Erika Choperena enflamme les réseaux avec un message énigmatique : « Me gusta, me asusta » en pleines rumeurs de MLS
S'il y a bien quelqu'un qui sait comment tenir une bonne partie du monde du football en haleine sans effort, c'est Erika Choperena. La journaliste et épouse d'Antoine Griezmann a de nouveau enflammé les réseaux sociaux avec un message qui n'a laissé personne indifférent. « Me gusta, me asusta » (Ça me plaît, ça m'effraie), a-t-elle écrit dans ses stories Instagram, une phrase aussi simple qu'intrigante qui a mis en alerte tous les supporters colchoneros et la presse sportive. Un clin d'œil à un éventuel déménagement ? Une déclaration sur des sentiments mitigés concernant l'avenir de la famille ?
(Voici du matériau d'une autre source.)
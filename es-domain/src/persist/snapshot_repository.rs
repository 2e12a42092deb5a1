//! 快照仓储协议与策略
//!
//! 定义聚合快照读写接口与简单的落盘策略（按版本间隔）。快照只是回放加速器：
//! 读取失败或缺失时总可以退回到完整回放。
//!
use crate::{
    error::DomainResult as Result,
    persist::SerializedSnapshot,
    value_object::{AggregateId, Version},
};
use async_trait::async_trait;
use std::sync::Arc;

#[async_trait]
pub trait SnapshotRepository: Send + Sync {
    /// 读取某聚合的最新快照
    async fn get_snapshot(
        &self,
        aggregate_type: &str,
        aggregate_id: &AggregateId,
    ) -> Result<Option<SerializedSnapshot>>;

    async fn save(&self, snapshot: SerializedSnapshot) -> Result<()>;
}

#[async_trait]
impl<T> SnapshotRepository for Arc<T>
where
    T: SnapshotRepository + ?Sized,
{
    async fn get_snapshot(
        &self,
        aggregate_type: &str,
        aggregate_id: &AggregateId,
    ) -> Result<Option<SerializedSnapshot>> {
        (**self).get_snapshot(aggregate_type, aggregate_id).await
    }

    async fn save(&self, snapshot: SerializedSnapshot) -> Result<()> {
        (**self).save(snapshot).await
    }
}

#[derive(Debug, Clone, Copy, PartialEq, Eq, Default)]
pub enum SnapshotPolicy {
    #[default]
    Never,
    Every(usize),
}

impl SnapshotPolicy {
    pub fn should_snapshot(&self, version: Version) -> bool {
        match self {
            SnapshotPolicy::Never => false,
            SnapshotPolicy::Every(interval) => {
                let interval = (*interval).max(1);
                !version.is_new() && version.value().is_multiple_of(interval)
            }
        }
    }

    /// 一次提交把版本从 `from` 推进到 `to` 时，是否越过了落盘点
    ///
    /// 多事件提交可能跨过间隔的整数倍而不恰好停在其上。
    pub fn crossed(&self, from: Version, to: Version) -> bool {
        match self {
            SnapshotPolicy::Never => false,
            SnapshotPolicy::Every(interval) => {
                let interval = (*interval).max(1);
                to > from && to.value() / interval > from.value() / interval
            }
        }
    }
}

/// SnapshotRepository 的装饰器，根据策略决定是否落盘快照
pub struct SnapshotRepositoryWithPolicy<R> {
    inner: R,
    policy: SnapshotPolicy,
}

impl<R> SnapshotRepositoryWithPolicy<R> {
    pub fn new(inner: R, policy: SnapshotPolicy) -> Self {
        Self { inner, policy }
    }

    pub fn policy(&self) -> SnapshotPolicy {
        self.policy
    }
}

impl<R> SnapshotRepositoryWithPolicy<R>
where
    R: SnapshotRepository,
{
    /// 仅当本次提交（`from` → 快照版本）越过策略落盘点时保存，返回是否保存
    pub async fn save_if_due(&self, from: Version, snapshot: SerializedSnapshot) -> Result<bool> {
        if !self.policy.crossed(from, snapshot.aggregate_version()) {
            return Ok(false);
        }

        self.inner.save(snapshot).await?;
        Ok(true)
    }
}

#[async_trait]
impl<R> SnapshotRepository for SnapshotRepositoryWithPolicy<R>
where
    R: SnapshotRepository,
{
    async fn get_snapshot(
        &self,
        aggregate_type: &str,
        aggregate_id: &AggregateId,
    ) -> Result<Option<SerializedSnapshot>> {
        self.inner.get_snapshot(aggregate_type, aggregate_id).await
    }

    async fn save(&self, snapshot: SerializedSnapshot) -> Result<()> {
        if !self.policy.should_snapshot(snapshot.aggregate_version()) {
            return Ok(());
        }

        self.inner.save(snapshot).await
    }
}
L'énigme d'Erika au tournant crucial du 'Petit Prince'
C'est elle, ERIKA CHOPERENA, qui l'a publié, sans plus d'explications. Et évidemment, dans une semaine où les rumeurs sur une possible destination de Griezmann en MLS (le rêve américain frappe à la porte depuis des mois) se mêlent à la tension médiatique autour d'une prétendue lettre et aux mouvements au sein du foyer familial, chaque parole de la femme du crack français devient un trésor pour les chasseurs d'indices. Car si une chose est claire pour ceux qui suivent l'actualité de près, c'est qu'Erika Choperena n'est pas seulement la compagne de 'Grizi' ; elle est son phare, sa conseillère et, comme on a pu le voir ces derniers temps, la gardienne de l'équilibre émotionnel de la maison.
Pendant que dans les bureaux du Metropolitano on spécule et que dans les cercles journalistiques on décortique le dernier message cryptique, je garde en tête l'image d'Erika Choperena et du petit Amaro dans les loges. Cet enfant, qui est déjà un symbole supplémentaire de la famille rojiblanca, représente cette « valeur du rojiblanco » dont on parle tant. Parce que chez les Griezmann, le lien avec l'Atlético n'est pas seulement contractuel, il est émotionnel. Et dans cette équation, Erika Choperena est le thermomètre qui mesure la température des décisions.
Peur de ce qui arrive ou peur de laisser derrière eux ce qu'ils aiment ?
Analysons le contexte. Ces dernières semaines, les rumeurs d'une offre mirobolante en provenance des États-Unis se sont intensifiées. La MLS tente, et il est normal qu'une famille avec des enfants envisage une telle expérience. Mais quitter Madrid, quitter le club de cœur, ce n'est pas facile. C'est là que prend tout son sens ce « me gusta » (l'aventure, le nouveau défi, l'argent) et ce « me asusta » (déraciner les enfants, s'éloigner des leurs, l'incertitude). C'est le dilemme de tout parent, décuplé par l'effet des projecteurs.
Mais ne nous y trompons pas, Erika Choperena sait pertinemment le buzz que cela génère. Elle est journaliste, elle connaît le terrain. Et peut-être, juste peut-être, que ce « me gusta, me asusta » n'est rien d'autre qu'une chanson qui lui trotte dans la tête ou une réflexion personnelle sur tout autre sujet. Cependant, dans l'écosystème Griezmann, chaque parole d'Erika Choperena est un séisme. Et plus encore quand on se souvient des informations qui faisaient état d'une certaine tension familiale, de lettres et de décisions impactant l'avenir sportif d'Antoine.
Ce qui est certain, c'est que quoi qu'il arrive, ERIKA CHOPERENA sera aux commandes. Que ce soit à Los Angeles ou au Metropolitano, son rôle est non négociable. Et en attendant, nous continuerons à déchiffrer ses codes, car dans ce feuilleton, c'est elle la scénariste en chef.
- Le soutien indéfectible : Depuis l'époque de la Real Sociedad, Erika a été le pilier de Griezmann, gérant les succès et les moments difficiles avec une discrétion absolue.
- Le facteur Amaro : Leur fils aîné est un habitué des vidéos célébrant les buts de son père, et est désormais considéré comme un petit porte-bonheur par les supporters.
- Un style bien à elle : Loin des poses affectées, Erika a su se forger sa propre image publique, devenant une référence en matière de style et de naturel.
On verra dans les prochains jours si Erika Choperena dissipe le mystère ou si, comme à son habitude, elle retourne dans l'ombre, laissant les spéculations s'éteindre d'elles-mêmes. Mais une chose est sûre : quand elle parle, le monde du football retient son souffle. Et ce « me gusta, me asusta » a déjà tout le monde aux aguets.